Durch die große Konkurrenz im professionellen Bühnentanz, ist es nachvollziehbar, dass jede Art von Makel oder Schwäche nur sehr ungerne zugegeben wird. Doch in Wirklichkeit ist es genau umgekehrt: Ist das Problem erst einmal erkannt, kann daran gearbeitet werden, um so das volle Potential ausschöpfen zu können. Jetzt zur Therapie. Frage an Sie: «Wie lange hat es gebraucht bis die Tänzerin im Bild die neue Orientierung ihrer Schulterblätter gefunden hat?» Vor Beginn der Therapie war die Tänzerin der Meinung, sie könne Schulter und Schulterblatt gut stabilisieren. Umso erschrockener war sie, als ich ihr die Aufnahmen gezeigt habe. Die Motivation der Tänzerin hatte ich auf Anhieb.

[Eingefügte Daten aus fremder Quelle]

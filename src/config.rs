use crate::error::AppError;
use serde::{Deserialize, Serialize};
use std::env;
use std::fmt;
use std::str::FromStr;

const DEFAULT_PATCH: &str = "14.2";

#[derive(Debug, Clone, Copy, PartialEq, Eq, Serialize, Deserialize)]
pub enum OpponentStyle {
    Aggressive,
    Scaling,
    SplitPush,
    Teamfight,
}

impl FromStr for OpponentStyle {
    type Err = AppError;

    fn from_str(s: &str) -> Result<Self, Self::Err> {
        match s.trim().to_lowercase().replace([' ', '-', '_'], "").as_str() {
            "aggressive" => Ok(OpponentStyle::Aggressive),
            "scaling" => Ok(OpponentStyle::Scaling),
            "splitpush" => Ok(OpponentStyle::SplitPush),
            "teamfight" => Ok(OpponentStyle::Teamfight),
            other => Err(AppError::ConfigError(format!(
                "unknown opponent style '{}' (expected Aggressive, Scaling, Split Push or Teamfight)",
                other
            ))),
        }
    }
}

impl fmt::Display for OpponentStyle {
    fn fmt(&self, f: &mut fmt::Formatter<'_>) -> fmt::Result {
        let label = match self {
            OpponentStyle::Aggressive => "Aggressive",
            OpponentStyle::Scaling => "Scaling",
            OpponentStyle::SplitPush => "Split Push",
            OpponentStyle::Teamfight => "Teamfight",
        };
        write!(f, "{}", label)
    }
}

/// Per-call settings handed to both engines.
///
/// `opponent_style` is carried through but does not change any score yet.
#[derive(Debug, Clone, PartialEq)]
pub struct SimulationConfig {
    pub opponent_style: OpponentStyle,
    pub patch_version: String,
}

impl Default for SimulationConfig {
    fn default() -> Self {
        SimulationConfig {
            opponent_style: OpponentStyle::Teamfight,
            patch_version: DEFAULT_PATCH.to_string(),
        }
    }
}

#[derive(Debug, Clone)]
pub struct Config {
    pub backend_url: Option<String>,
    pub live_url: Option<String>,
    pub grid_api_key: Option<String>,
    pub catalog_path: Option<String>,
    pub simulation: SimulationConfig,
}

impl Config {
    pub fn from_env() -> Result<Self, AppError> {
        dotenvy::dotenv().ok();

        let patch_version =
            env::var("RIFTMIND_PATCH").unwrap_or_else(|_| DEFAULT_PATCH.to_string());
        let opponent_style = match env::var("RIFTMIND_OPPONENT_STYLE") {
            Ok(raw) => raw.parse()?,
            Err(_) => OpponentStyle::Teamfight,
        };

        Ok(Config {
            backend_url: non_empty_var("RIFTMIND_BACKEND_URL"),
            live_url: non_empty_var("GRID_LIVE_URL"),
            grid_api_key: non_empty_var("GRID_API_KEY"),
            catalog_path: non_empty_var("RIFTMIND_CATALOG"),
            simulation: SimulationConfig {
                opponent_style,
                patch_version,
            },
        })
    }
}

fn non_empty_var(key: &str) -> Option<String> {
    env::var(key)
        .ok()
        .map(|v| v.trim().to_string())
        .filter(|v| !v.is_empty())
}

Zweites Bild rechts: Durch Wahrnehmungsschulung, selektive 3-D Mobilisierung und aktiv-stabilisierende Übungen gemäß «Spiraldynamik» Konzept hat sie binnen einer Therapieeinheit ein neues Gefühl von Stabilität erfahren -. Der nächste Lernschritt besteht darin, diese Stabilität auch bei plötzlicher Belastung aufrecht zu erhalten. Das eindrucksvolle Beispiel dieser Tänzerin ist eines von vielen, das ich während meines Praktikums am Spiraldynamik® Med Center Zürich erleben durfte. An der Cinevox Dance Company fließen afrikanische, asiatische, südamerikanische und europäische Kulturen in die Bewegungsdramaturgie und Choreographien ein, die man bei ihren Auftritten bestaunen kann. Die Arbeit mit den Tänzern war faszinierend. Die «Spiraldynamik» hat mir als Leitfaden der Bewegungsschulung wertvolle Dienste geleistet.

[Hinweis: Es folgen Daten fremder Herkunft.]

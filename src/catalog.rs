use crate::error::AppError;
use serde::{Deserialize, Serialize};
use std::collections::HashSet;
use std::fmt;
use std::fs;
use std::path::Path;
use tracing::{debug, warn};

#[derive(Debug, Clone, Copy, PartialEq, Eq, Hash, Serialize, Deserialize)]
pub enum Role {
    Top,
    Jungle,
    Mid,
    Bot,
    Support,
}

impl fmt::Display for Role {
    fn fmt(&self, f: &mut fmt::Formatter<'_>) -> fmt::Result {
        let label = match self {
            Role::Top => "Top",
            Role::Jungle => "Jungle",
            Role::Mid => "Mid",
            Role::Bot => "Bot",
            Role::Support => "Support",
        };
        write!(f, "{}", label)
    }
}

#[derive(Debug, Clone, PartialEq, Serialize, Deserialize)]
pub struct Champion {
    pub id: String,
    pub name: String,
    pub roles: Vec<Role>,
    #[serde(default)]
    pub tags: Vec<String>,
    /// Ids of champions this one is strong against. Not symmetric.
    #[serde(default)]
    pub counters: Vec<String>,
}

impl Champion {
    pub fn counters_champion(&self, other: &Champion) -> bool {
        self.counters.iter().any(|id| id == &other.id)
    }

    pub fn has_tag(&self, tag: &str) -> bool {
        self.tags.iter().any(|t| t == tag)
    }
}

/// Read-only champion registry, loaded once at startup.
#[derive(Debug, Clone)]
pub struct Catalog {
    champions: Vec<Champion>,
}

impl Catalog {
    pub fn new(champions: Vec<Champion>) -> Result<Self, AppError> {
        {
            let mut seen = HashSet::new();
            for champ in &champions {
                if !seen.insert(champ.id.as_str()) {
                    return Err(AppError::ConfigError(format!(
                        "duplicate champion id '{}' in catalog",
                        champ.id
                    )));
                }
            }

            for champ in &champions {
                for target in &champ.counters {
                    if !seen.contains(target.as_str()) {
                        warn!(champion = %champ.id, counter = %target, "counter target is not in the catalog");
                    }
                }
            }
        }

        debug!(count = champions.len(), "catalog loaded");
        Ok(Catalog { champions })
    }

    pub fn from_json(json: &str) -> Result<Self, AppError> {
        let champions: Vec<Champion> = serde_json::from_str(json)
            .map_err(|e| AppError::JsonError(format!("Failed to parse catalog: {}", e)))?;
        Self::new(champions)
    }

    pub fn load(path: &Path) -> Result<Self, AppError> {
        let content = fs::read_to_string(path).map_err(|e| {
            AppError::ConfigError(format!("Failed to read catalog {}: {}", path.display(), e))
        })?;
        Self::from_json(&content)
    }

    pub fn builtin() -> Self {
        let champions = BUILTIN
            .iter()
            .map(|(id, name, roles, tags, counters)| Champion {
                id: id.to_string(),
                name: name.to_string(),
                roles: roles.to_vec(),
                tags: tags.iter().map(|t| t.to_string()).collect(),
                counters: counters.iter().map(|c| c.to_string()).collect(),
            })
            .collect();
        Catalog { champions }
    }

    pub fn all(&self) -> &[Champion] {
        &self.champions
    }

    pub fn get(&self, id: &str) -> Option<&Champion> {
        self.champions.iter().find(|c| c.id == id)
    }

    /// Case-insensitive lookup by id or display name, ignoring spaces and apostrophes.
    pub fn find_by_name(&self, query: &str) -> Option<&Champion> {
        let wanted = normalize(query);
        self.champions
            .iter()
            .find(|c| normalize(&c.id) == wanted || normalize(&c.name) == wanted)
    }

    pub fn len(&self) -> usize {
        self.champions.len()
    }

    pub fn is_empty(&self) -> bool {
        self.champions.is_empty()
    }
}

fn normalize(s: &str) -> String {
    s.chars()
        .filter(|c| c.is_alphanumeric())
        .flat_map(|c| c.to_lowercase())
        .collect()
}

type BuiltinEntry = (
    &'static str,
    &'static str,
    &'static [Role],
    &'static [&'static str],
    &'static [&'static str],
);

const BUILTIN: &[BuiltinEntry] = &[
    ("Aatrox", "Aatrox", &[Role::Top], &["Teamfight", "Sustain"], &["Sion", "Malphite"]),
    ("Renekton", "Renekton", &[Role::Top], &["EarlyGame", "Engage"], &["Aatrox", "Riven"]),
    ("Malphite", "Malphite", &[Role::Top, Role::Support], &["Engage", "Teamfight", "Tank"], &["Yasuo", "Jax", "Xayah"]),
    ("Sion", "Sion", &[Role::Top], &["Engage", "Tank", "Scaling"], &["Jax"]),
    ("Jax", "Jax", &[Role::Top, Role::Jungle], &["SplitPush", "Scaling"], &["Renekton", "Riven"]),
    ("Riven", "Riven", &[Role::Top], &["EarlyGame", "SplitPush"], &["Sion", "Aatrox"]),
    ("LeeSin", "Lee Sin", &[Role::Jungle], &["EarlyGame", "Engage"], &["Nidalee", "Kaisa"]),
    ("Sejuani", "Sejuani", &[Role::Jungle], &["Engage", "Teamfight", "Tank"], &["LeeSin", "Vi"]),
    ("Vi", "Vi", &[Role::Jungle], &["Engage", "EarlyGame"], &["Nidalee", "Azir"]),
    ("Maokai", "Maokai", &[Role::Jungle, Role::Support, Role::Top], &["Engage", "Teamfight", "Tank"], &["Vi", "LeeSin"]),
    ("Nidalee", "Nidalee", &[Role::Jungle], &["EarlyGame", "Poke"], &["Sejuani", "Maokai"]),
    ("Ahri", "Ahri", &[Role::Mid], &["Pick", "FollowUp"], &["Azir", "Syndra"]),
    ("Azir", "Azir", &[Role::Mid], &["Scaling", "Teamfight"], &["Orianna"]),
    ("Yasuo", "Yasuo", &[Role::Mid, Role::Top], &["FollowUp", "Teamfight"], &["Syndra", "Varus"]),
    ("Orianna", "Orianna", &[Role::Mid], &["Teamfight", "FollowUp", "Scaling"], &["Yasuo"]),
    ("Syndra", "Syndra", &[Role::Mid], &["Pick", "Burst"], &["Azir", "Orianna"]),
    ("Jinx", "Jinx", &[Role::Bot], &["Scaling", "Teamfight"], &["Varus"]),
    ("Varus", "Varus", &[Role::Bot, Role::Mid], &["Poke", "Pick"], &["Jinx", "Draven"]),
    ("Xayah", "Xayah", &[Role::Bot], &["Teamfight", "Disengage"], &["Draven", "Kaisa"]),
    ("Draven", "Draven", &[Role::Bot], &["EarlyGame"], &["Jinx"]),
    ("Kaisa", "Kai'Sa", &[Role::Bot], &["Scaling", "FollowUp"], &["Jinx", "Xayah"]),
    ("Thresh", "Thresh", &[Role::Support], &["Engage", "Pick"], &["Nautilus", "Kaisa"]),
    ("Nautilus", "Nautilus", &[Role::Support], &["Engage", "Tank"], &["Rakan", "Yasuo"]),
    ("Rakan", "Rakan", &[Role::Support], &["Engage", "FollowUp", "Teamfight"], &["Thresh"]),
    ("Lulu", "Lulu", &[Role::Support], &["Disengage", "Enchanter"], &["Draven", "Nautilus"]),
    ("Bard", "Bard", &[Role::Support], &["Pick", "Roam"], &["Lulu"]),
];
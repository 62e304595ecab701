use thiserror::Error;

#[derive(Error, Debug)]
pub enum AppError {
    #[error("API error: {0}")]
    ApiError(String),

    #[error("Configuration error: {0}")]
    ConfigError(String),

    #[error("HTTP error: {0}")]
    HttpError(String),

    #[error("JSON parsing error: {0}")]
    JsonError(String),

    #[error("Unknown champion: {0}")]
    UnknownChampion(String),

    #[error("{0} is already picked or banned in this draft")]
    ChampionAlreadyUsed(String),

    #[error("Slot {0} does not exist (draft has 20 slots)")]
    SlotOutOfRange(usize),

    #[error("No slot is active, activate one first")]
    NoActiveSlot,

    #[error("Too many {0} for one team")]
    TeamFull(String),
}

Nach drei abwechslungsreichen Monaten musste ich mich schweren Herzens verabschieden, um meinen Bachelor für Physiotherapie in Hamburg abzuschließen. Mein Dank für die vielen Eindrücke und Erfahrungen geht an das liebenswerte Spiraldynamik- Team, an die engagierten Patienten, mit denen ich gemeinsam an ihrer Statik und Dynamik arbeiten durfte. Danke an die Cinevox Dance Company, mit den ausdruckstarken Tänzern und Tänzerinnen, die eine außerordentlichen Gabe zur Körperbeherrschung haben und schnell neue Bewegungsmuster erlernen.